Supplied information:

________________

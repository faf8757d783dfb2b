use bnt::ast::ExpPtr;
use bnt::diagnostics::Diagnostics;
use bnt::interpreter::builtins;
use bnt::interpreter::value::{ValueKind, ValuePtr};
use bnt::interpreter::Interpreter;
use bnt::lexer;
use bnt::parser::Parser;
use bnt::types::TypeChecker;

/// Run a program through the full pipeline and hand back the value its body
/// reduced to, or None if a runtime error occurred.
fn run(source: &str) -> Option<ValuePtr> {
    let full = format!("{}{}", builtins::PRELUDE, source);
    let offset = builtins::prelude_line_count();

    let tokens = lexer::tokenize(&full).unwrap();
    let mut parser = Parser::new(tokens, Diagnostics::new(&full, offset));
    let program: ExpPtr = parser.parse();
    assert!(!parser.has_errors(), "unexpected parse errors");

    let mut checker = TypeChecker::new(Diagnostics::new(&full, offset));
    checker.check(&program);
    assert!(!checker.has_errors(), "unexpected type errors");

    let mut interpreter = Interpreter::new(Diagnostics::new(&full, offset));
    interpreter.eval_root(&program).ok()
}

fn run_int(source: &str) -> i64 {
    let value = run(source).expect("program failed");
    match &value.kind {
        ValueKind::Int(result) => *result,
        _ => panic!("expected int result"),
    }
}

#[test]
fn arithmetic_follows_precedence() {
    assert_eq!(run_int("1 + 2 * 3"), 7);
    assert_eq!(run_int("10 % 3"), 1);
    assert_eq!(run_int("-5 + 2"), -3);
}

#[test]
fn let_binding_evaluates_body() {
    assert_eq!(run_int("val x: int = 6; x * 7"), 42);
}

#[test]
fn shadowing_restores_outer_binding() {
    assert_eq!(
        run_int("val x: int = 1; val y: int = { val x: int = 2; x }; x * 10 + y"),
        12
    );
}

#[test]
fn function_call_binds_parameters() {
    assert_eq!(
        run_int("func add(a: int, b: int) -> int = a + b; add(40, 2)"),
        42
    );
}

#[test]
fn recursion_reaches_the_base_case() {
    assert_eq!(
        run_int("func fact(n: int) -> int = if (n == 0) 1 else n * fact(n - 1); fact(5)"),
        120
    );
}

#[test]
fn generic_recursion_evaluates() {
    assert_eq!(
        run_int("func fact[T](n: int) -> int = if (n == 0) 1 else n * fact[int](n - 1); fact[int](5)"),
        120
    );
}

#[test]
fn mutual_recursion_between_top_level_functions() {
    assert_eq!(
        run_int(
            "func isEven(n: int) -> int = if (n == 0) 1 else isOdd(n - 1); func isOdd(n: int) -> int = if (n == 0) 0 else isEven(n - 1); isEven(10)"
        ),
        1
    );
}

#[test]
fn generic_identity_returns_its_argument() {
    assert_eq!(run_int("func id[T](x: T) -> T = x; id[int](7)"), 7);
}

#[test]
fn chained_application_calls_the_returned_function() {
    assert_eq!(
        run_int(
            "func add(a: int) -> (int) -> int = { func inner(b: int) -> int = a + b; inner }; add(40)(2)"
        ),
        42
    );
}

#[test]
fn branch_without_else_yields_null() {
    let value = run("if (false) 1").expect("program failed");
    assert!(matches!(value.kind, ValueKind::Null));
}

#[test]
fn string_equality_and_concat() {
    let value = run("func cat(a: string, b: string) -> string = a + b; cat(\"ab\", \"cd\")")
        .expect("program failed");
    assert!(matches!(&value.kind, ValueKind::Str(s) if s.as_str() == "abcd"));
}

#[test]
fn list_indexing_returns_the_element() {
    assert_eq!(run_int("val xs: List[int] = List{5, 6}; xs(1)"), 6);
}

#[test]
fn list_index_out_of_bounds_is_fatal() {
    assert!(run("val xs: List[int] = List{5, 6}; xs(9)").is_none());
}

#[test]
fn division_by_zero_is_fatal() {
    assert!(run("10 / 0").is_none());
    assert!(run("10 % 0").is_none());
}

#[test]
fn size_and_is_empty() {
    assert_eq!(run_int("size(List{1, 2, 3})"), 3);
    let value = run("isEmpty(List{})").expect("program failed");
    assert!(matches!(value.kind, ValueKind::Bool(true)));
}

#[test]
fn push_back_is_pure() {
    assert_eq!(
        run_int("val xs: List[int] = List{1}; val ys: List[int] = pushBack(xs, 2); size(xs)"),
        1
    );
    assert_eq!(
        run_int("val xs: List[int] = List{1}; size(pushBack(xs, 2))"),
        2
    );
}

#[test]
fn insert_in_place_mutates_the_list() {
    assert_eq!(
        run_int("val xs: List[int] = List{1}; insertInPlace(xs, 2, 0); size(xs)"),
        2
    );
}

#[test]
fn append_mutates_combine_does_not() {
    assert_eq!(
        run_int("val xs: List[int] = List{1}; val ys: List[int] = List{2, 3}; append(xs, ys); size(xs)"),
        3
    );
    assert_eq!(
        run_int("val xs: List[int] = List{1}; val ys: List[int] = List{2, 3}; combine(xs, ys); size(xs)"),
        1
    );
}

#[test]
fn combine_with_empty_list_is_identity_on_size() {
    assert_eq!(
        run_int("val xs: List[int] = List{1, 2, 3}; size(combine(xs, List{}))"),
        3
    );
}

#[test]
fn head_and_tail_shrink_by_one() {
    assert_eq!(
        run_int("val xs: List[int] = List{1, 2, 3}; front(tail(xs))"),
        2
    );
    assert_eq!(
        run_int("val xs: List[int] = List{1, 2, 3}; back(head(xs))"),
        2
    );
}

#[test]
fn range_is_inclusive_on_both_ends() {
    assert_eq!(
        run_int("val xs: List[int] = List{1, 2, 3, 4, 5}; size(range(xs, 1, 3))"),
        3
    );
}

#[test]
fn empty_list_operations_are_fatal() {
    assert!(run("val xs: List[int] = List{}; front(xs)").is_none());
    assert!(run("val xs: List[int] = List{}; back(xs)").is_none());
    assert!(run("val xs: List[int] = List{}; head(xs)").is_none());
    assert!(run("val xs: List[int] = List{}; tail(xs)").is_none());
    assert!(run("val xs: List[int] = List{}; remove(xs, 0)").is_none());
    assert!(run("val xs: List[int] = List{}; replace(xs, 1, 0)").is_none());
    assert!(run("val xs: List[int] = List{}; range(xs, 0, 0)").is_none());
}

#[test]
fn remove_and_replace_by_index() {
    assert_eq!(
        run_int("val xs: List[int] = List{1, 2, 3}; front(remove(xs, 0))"),
        2
    );
    assert_eq!(
        run_int("val xs: List[int] = List{1, 2, 3}; front(replace(xs, 9, 0))"),
        9
    );
}

#[test]
fn char_int_conversions_roundtrip() {
    assert_eq!(run_int("charToInt(intToChar(65))"), 65);
    let value = run("intToChar(97)").expect("program failed");
    assert!(matches!(value.kind, ValueKind::Char('a')));
}

#[test]
fn string_char_list_roundtrip() {
    let value = run("charListToString(stringToCharList(\"hello\"))").expect("program failed");
    assert!(matches!(&value.kind, ValueKind::Str(s) if s.as_str() == "hello"));
}

#[test]
fn tuple_field_access_by_index() {
    assert_eq!(run_int("val t: Tuple[int, char] = Tuple{41, 'a'}; t.0 + 1"), 42);
}

#[test]
fn typeclass_construction_and_field_access() {
    assert_eq!(
        run_int("type Pt { x: int, y: int }; val p: type Pt = Pt(3, 4); p.y"),
        4
    );
}

#[test]
fn typeclass_values_are_independent() {
    assert_eq!(
        run_int(
            "type Pt { x: int, y: int }; val p: type Pt = Pt(1, 2); val q: type Pt = Pt(3, 4); p.x + q.x"
        ),
        4
    );
}

#[test]
fn match_selects_first_equal_case() {
    assert_eq!(
        run_int(
            "val s: string = \"b\"; match (s) { case \"a\" = { 1 }; case \"b\" = { 2 }; case any = { 3 }; }"
        ),
        2
    );
}

#[test]
fn match_any_catches_everything() {
    assert_eq!(run_int("val n: int = 99; match (n) { case any = { 7 }; }"), 7);
}

#[test]
fn match_without_any_falls_through_to_null() {
    let value = run("val n: int = 3; match (n) { case 1 = { 1 }; }").expect("program failed");
    assert!(matches!(value.kind, ValueKind::Null));
}

#[test]
fn closure_captures_declaration_environment() {
    // The constant is captured when makeAdder's inner function is declared;
    // a later top-level binding with the same name must not leak in.
    assert_eq!(
        run_int(
            "func base() -> int = 40; func addBase(x: int) -> int = base() + x; val base2: int = 0; addBase(2)"
        ),
        42
    );
}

________________

Exercise: Where does the string "tokens" appear in the records above? Show every line that holds it.

Solution to the exercise:
    let tokens = lexer::tokenize(&full).unwrap();
    let mut parser = Parser::new(tokens, Diagnostics::new(&full, offset));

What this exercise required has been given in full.